▸ **Task data**
//! Statement table helpers: build from provider rows, CSV/Parquet I/O, and
//! the rename / date-filter / projection steps of transform.

use super::window::{parse_timestamp, DateWindow};
use super::{ensure_parent, EtlError};
use crate::data::provider::FetchResult;
use chrono::Datelike;
use polars::prelude::*;
use serde::{Deserialize, Serialize};
use std::collections::BTreeSet;
use std::fmt;
use std::fs::File;
use std::path::Path;
use std::str::FromStr;

pub const SYMBOL: &str = "symbol";
pub const AS_OF_DATE: &str = "asOfDate";
pub const DATE: &str = "date";
pub const PERIOD_TYPE: &str = "periodType";
pub const CURRENCY_CODE: &str = "currencyCode";

/// Provider date column to canonical name.
pub const DATE_RENAME: &[(&str, &str)] = &[(AS_OF_DATE, DATE)];

/// `num_days_from_ce()` of 1970-01-01.
const UNIX_EPOCH_DAYS_FROM_CE: i32 = 719_163;

/// Output format of the cleaned artifact.
#[derive(Debug, Clone, Copy, Default, PartialEq, Eq, Serialize, Deserialize)]
#[serde(rename_all = "lowercase")]
pub enum SaveMode {
    Csv,
    #[default]
    Parquet,
}

impl SaveMode {
    pub fn extension(self) -> &'static str {
        match self {
            SaveMode::Csv => "csv",
            SaveMode::Parquet => "parquet",
        }
    }
}

impl fmt::Display for SaveMode {
    fn fmt(&self, f: &mut fmt::Formatter<'_>) -> fmt::Result {
        f.write_str(self.extension())
    }
}

impl FromStr for SaveMode {
    type Err = EtlError;

    fn from_str(s: &str) -> Result<Self, Self::Err> {
        match s.to_ascii_lowercase().as_str() {
            "csv" => Ok(SaveMode::Csv),
            "parquet" => Ok(SaveMode::Parquet),
            other => Err(EtlError::InvalidInput(format!(
                "unknown save mode '{other}' (expected csv or parquet)"
            ))),
        }
    }
}

/// Raw table: `symbol, asOfDate, periodType, currencyCode`, then one column
/// per line item in name order.
pub fn rows_to_dataframe(result: &FetchResult) -> Result<DataFrame, EtlError> {
    let items: BTreeSet<&str> = result
        .line_items
        .iter()
        .map(String::as_str)
        .chain(result.rows.iter().flat_map(|r| r.values.keys().map(String::as_str)))
        .collect();

    let rows = &result.rows;
    let mut columns = vec![
        Column::new(
            SYMBOL.into(),
            rows.iter().map(|r| r.symbol.as_str()).collect::<Vec<_>>(),
        ),
        Column::new(
            AS_OF_DATE.into(),
            rows.iter().map(|r| r.as_of_date.as_str()).collect::<Vec<_>>(),
        ),
        Column::new(
            PERIOD_TYPE.into(),
            rows.iter().map(|r| r.period_type.as_str()).collect::<Vec<_>>(),
        ),
        Column::new(
            CURRENCY_CODE.into(),
            rows.iter()
                .map(|r| r.currency_code.as_deref())
                .collect::<Vec<_>>(),
        ),
    ];

    for item in items {
        let values: Vec<Option<f64>> = rows.iter().map(|r| r.values.get(item).copied()).collect();
        columns.push(Column::new(item.into(), values));
    }

    Ok(DataFrame::new(columns)?)
}

/// Read a CSV with a header row, inferring types over the whole file.
pub fn read_csv(path: &Path) -> Result<DataFrame, EtlError> {
    if !path.is_file() {
        return Err(EtlError::NotFound(path.to_path_buf()));
    }
    CsvReadOptions::default()
        .with_has_header(true)
        .with_infer_schema_length(None)
        .try_into_reader_with_file_path(Some(path.to_path_buf()))
        .and_then(|reader| reader.finish())
        .map_err(|e| EtlError::Parse {
            path: path.to_path_buf(),
            reason: e.to_string(),
        })
}

/// Write `df` as CSV with a header row and no index.
pub fn write_csv(df: &mut DataFrame, path: &Path) -> Result<(), EtlError> {
    ensure_parent(path)?;
    let mut file = File::create(path).map_err(EtlError::io(path))?;
    CsvWriter::new(&mut file).include_header(true).finish(df)?;
    Ok(())
}

/// Write `df` as a Parquet file.
pub fn write_parquet(df: &mut DataFrame, path: &Path) -> Result<(), EtlError> {
    ensure_parent(path)?;
    let file = File::create(path).map_err(EtlError::io(path))?;
    ParquetWriter::new(file).finish(df)?;
    Ok(())
}

pub fn write_table(df: &mut DataFrame, path: &Path, mode: SaveMode) -> Result<(), EtlError> {
    match mode {
        SaveMode::Csv => write_csv(df, path),
        SaveMode::Parquet => write_parquet(df, path),
    }
}

/// Rename columns; mappings whose source column is absent are ignored.
pub fn rename_columns(df: &mut DataFrame, mapping: &[(&str, &str)]) -> Result<(), EtlError> {
    for (from, to) in mapping {
        if df.get_column_index(from).is_some() {
            df.rename(from, (*to).into())?;
        }
    }
    Ok(())
}

/// Keep rows whose `date` is a calendar day inside `window`, and replace the
/// column with a `Date`-typed one.
///
/// Null dates are dropped. A non-null value that is not a date or datetime
/// fails with `DateParse`.
pub fn filter_by_date_window(df: &DataFrame, window: &DateWindow) -> Result<DataFrame, EtlError> {
    let dates = df.column(DATE).map_err(|_| EtlError::SchemaMismatch {
        column: DATE.to_string(),
    })?;
    let as_text = dates.cast(&DataType::String)?;

    let mut keep = Vec::with_capacity(df.height());
    let mut kept_days = Vec::new();
    for (row, value) in as_text.str()?.into_iter().enumerate() {
        let day = match value {
            None => None,
            Some(text) => {
                let ts = parse_timestamp(text).ok_or_else(|| EtlError::DateParse {
                    row,
                    value: text.to_string(),
                })?;
                window.contains_day(ts).then(|| ts.date())
            }
        };
        keep.push(day.is_some());
        if let Some(day) = day {
            kept_days.push(day.num_days_from_ce() - UNIX_EPOCH_DAYS_FROM_CE);
        }
    }

    let mask = BooleanChunked::from_slice("keep".into(), &keep);
    let mut filtered = df.filter(&mask)?;
    let date_column = Column::new(DATE.into(), kept_days).cast(&DataType::Date)?;
    filtered.with_column(date_column)?;
    Ok(filtered)
}

/// Select `columns` in order. Callers check presence first with
/// [`StatementSchema::validate`](super::schema::StatementSchema::validate).
pub fn project(df: &DataFrame, columns: &[&str]) -> Result<DataFrame, EtlError> {
    Ok(df.select(columns.iter().copied())?)
}

/// Column names of `df`, in order.
pub fn column_names(df: &DataFrame) -> Vec<String> {
    df.get_column_names()
        .into_iter()
        .map(|name| name.to_string())
        .collect()
}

▸ **Your objective**
Return the material above unaltered. Include every line.

▸ **Result**
//! Statement table helpers: build from provider rows, CSV/Parquet I/O, and
//! the rename / date-filter / projection steps of transform.

use super::window::{parse_timestamp, DateWindow};
use super::{ensure_parent, EtlError};
use crate::data::provider::FetchResult;
use chrono::Datelike;
use polars::prelude::*;
use serde::{Deserialize, Serialize};
use std::collections::BTreeSet;
use std::fmt;
use std::fs::File;
use std::path::Path;
use std::str::FromStr;

pub const SYMBOL: &str = "symbol";
pub const AS_OF_DATE: &str = "asOfDate";
pub const DATE: &str = "date";
pub const PERIOD_TYPE: &str = "periodType";
pub const CURRENCY_CODE: &str = "currencyCode";

/// Provider date column to canonical name.
pub const DATE_RENAME: &[(&str, &str)] = &[(AS_OF_DATE, DATE)];

/// `num_days_from_ce()` of 1970-01-01.
const UNIX_EPOCH_DAYS_FROM_CE: i32 = 719_163;

/// Output format of the cleaned artifact.
#[derive(Debug, Clone, Copy, Default, PartialEq, Eq, Serialize, Deserialize)]
#[serde(rename_all = "lowercase")]
pub enum SaveMode {
    Csv,
    #[default]
    Parquet,
}

impl SaveMode {
    pub fn extension(self) -> &'static str {
        match self {
            SaveMode::Csv => "csv",
            SaveMode::Parquet => "parquet",
        }
    }
}

impl fmt::Display for SaveMode {
    fn fmt(&self, f: &mut fmt::Formatter<'_>) -> fmt::Result {
        f.write_str(self.extension())
    }
}

impl FromStr for SaveMode {
    type Err = EtlError;

    fn from_str(s: &str) -> Result<Self, Self::Err> {
        match s.to_ascii_lowercase().as_str() {
            "csv" => Ok(SaveMode::Csv),
            "parquet" => Ok(SaveMode::Parquet),
            other => Err(EtlError::InvalidInput(format!(
                "unknown save mode '{other}' (expected csv or parquet)"
            ))),
        }
    }
}

/// Raw table: `symbol, asOfDate, periodType, currencyCode`, then one column
/// per line item in name order.
pub fn rows_to_dataframe(result: &FetchResult) -> Result<DataFrame, EtlError> {
    let items: BTreeSet<&str> = result
        .line_items
        .iter()
        .map(String::as_str)
        .chain(result.rows.iter().flat_map(|r| r.values.keys().map(String::as_str)))
        .collect();

    let rows = &result.rows;
    let mut columns = vec![
        Column::new(
            SYMBOL.into(),
            rows.iter().map(|r| r.symbol.as_str()).collect::<Vec<_>>(),
        ),
        Column::new(
            AS_OF_DATE.into(),
            rows.iter().map(|r| r.as_of_date.as_str()).collect::<Vec<_>>(),
        ),
        Column::new(
            PERIOD_TYPE.into(),
            rows.iter().map(|r| r.period_type.as_str()).collect::<Vec<_>>(),
        ),
        Column::new(
            CURRENCY_CODE.into(),
            rows.iter()
                .map(|r| r.currency_code.as_deref())
                .collect::<Vec<_>>(),
        ),
    ];

    for item in items {
        let values: Vec<Option<f64>> = rows.iter().map(|r| r.values.get(item).copied()).collect();
        columns.push(Column::new(item.into(), values));
    }

    Ok(DataFrame::new(columns)?)
}

/// Read a CSV with a header row, inferring types over the whole file.
pub fn read_csv(path: &Path) -> Result<DataFrame, EtlError> {
    if !path.is_file() {
        return Err(EtlError::NotFound(path.to_path_buf()));
    }
    CsvReadOptions::default()
        .with_has_header(true)
        .with_infer_schema_length(None)
        .try_into_reader_with_file_path(Some(path.to_path_buf()))
        .and_then(|reader| reader.finish())
        .map_err(|e| EtlError::Parse {
            path: path.to_path_buf(),
            reason: e.to_string(),
        })
}

/// Write `df` as CSV with a header row and no index.
pub fn write_csv(df: &mut DataFrame, path: &Path) -> Result<(), EtlError> {
    ensure_parent(path)?;
    let mut file = File::create(path).map_err(EtlError::io(path))?;
    CsvWriter::new(&mut file).include_header(true).finish(df)?;
    Ok(())
}

/// Write `df` as a Parquet file.
pub fn write_parquet(df: &mut DataFrame, path: &Path) -> Result<(), EtlError> {
    ensure_parent(path)?;
    let file = File::create(path).map_err(EtlError::io(path))?;
    ParquetWriter::new(file).finish(df)?;
    Ok(())
}

pub fn write_table(df: &mut DataFrame, path: &Path, mode: SaveMode) -> Result<(), EtlError> {
    match mode {
        SaveMode::Csv => write_csv(df, path),
        SaveMode::Parquet => write_parquet(df, path),
    }
}

/// Rename columns; mappings whose source column is absent are ignored.
pub fn rename_columns(df: &mut DataFrame, mapping: &[(&str, &str)]) -> Result<(), EtlError> {
    for (from, to) in mapping {
        if df.get_column_index(from).is_some() {
            df.rename(from, (*to).into())?;
        }
    }
    Ok(())
}

/// Keep rows whose `date` is a calendar day inside `window`, and replace the
/// column with a `Date`-typed one.
///
/// Null dates are dropped. A non-null value that is not a date or datetime
/// fails with `DateParse`.
pub fn filter_by_date_window(df: &DataFrame, window: &DateWindow) -> Result<DataFrame, EtlError> {
    let dates = df.column(DATE).map_err(|_| EtlError::SchemaMismatch {
        column: DATE.to_string(),
    })?;
    let as_text = dates.cast(&DataType::String)?;

    let mut keep = Vec::with_capacity(df.height());
    let mut kept_days = Vec::new();
    for (row, value) in as_text.str()?.into_iter().enumerate() {
        let day = match value {
            None => None,
            Some(text) => {
                let ts = parse_timestamp(text).ok_or_else(|| EtlError::DateParse {
                    row,
                    value: text.to_string(),
                })?;
                window.contains_day(ts).then(|| ts.date())
            }
        };
        keep.push(day.is_some());
        if let Some(day) = day {
            kept_days.push(day.num_days_from_ce() - UNIX_EPOCH_DAYS_FROM_CE);
        }
    }

    let mask = BooleanChunked::from_slice("keep".into(), &keep);
    let mut filtered = df.filter(&mask)?;
    let date_column = Column::new(DATE.into(), kept_days).cast(&DataType::Date)?;
    filtered.with_column(date_column)?;
    Ok(filtered)
}

/// Select `columns` in order. Callers check presence first with
/// [`StatementSchema::validate`](super::schema::StatementSchema::validate).
pub fn project(df: &DataFrame, columns: &[&str]) -> Result<DataFrame, EtlError> {
    Ok(df.select(columns.iter().copied())?)
}

/// Column names of `df`, in order.
pub fn column_names(df: &DataFrame) -> Vec<String> {
    df.get_column_names()
        .into_iter()
        .map(|name| name.to_string())
        .collect()
}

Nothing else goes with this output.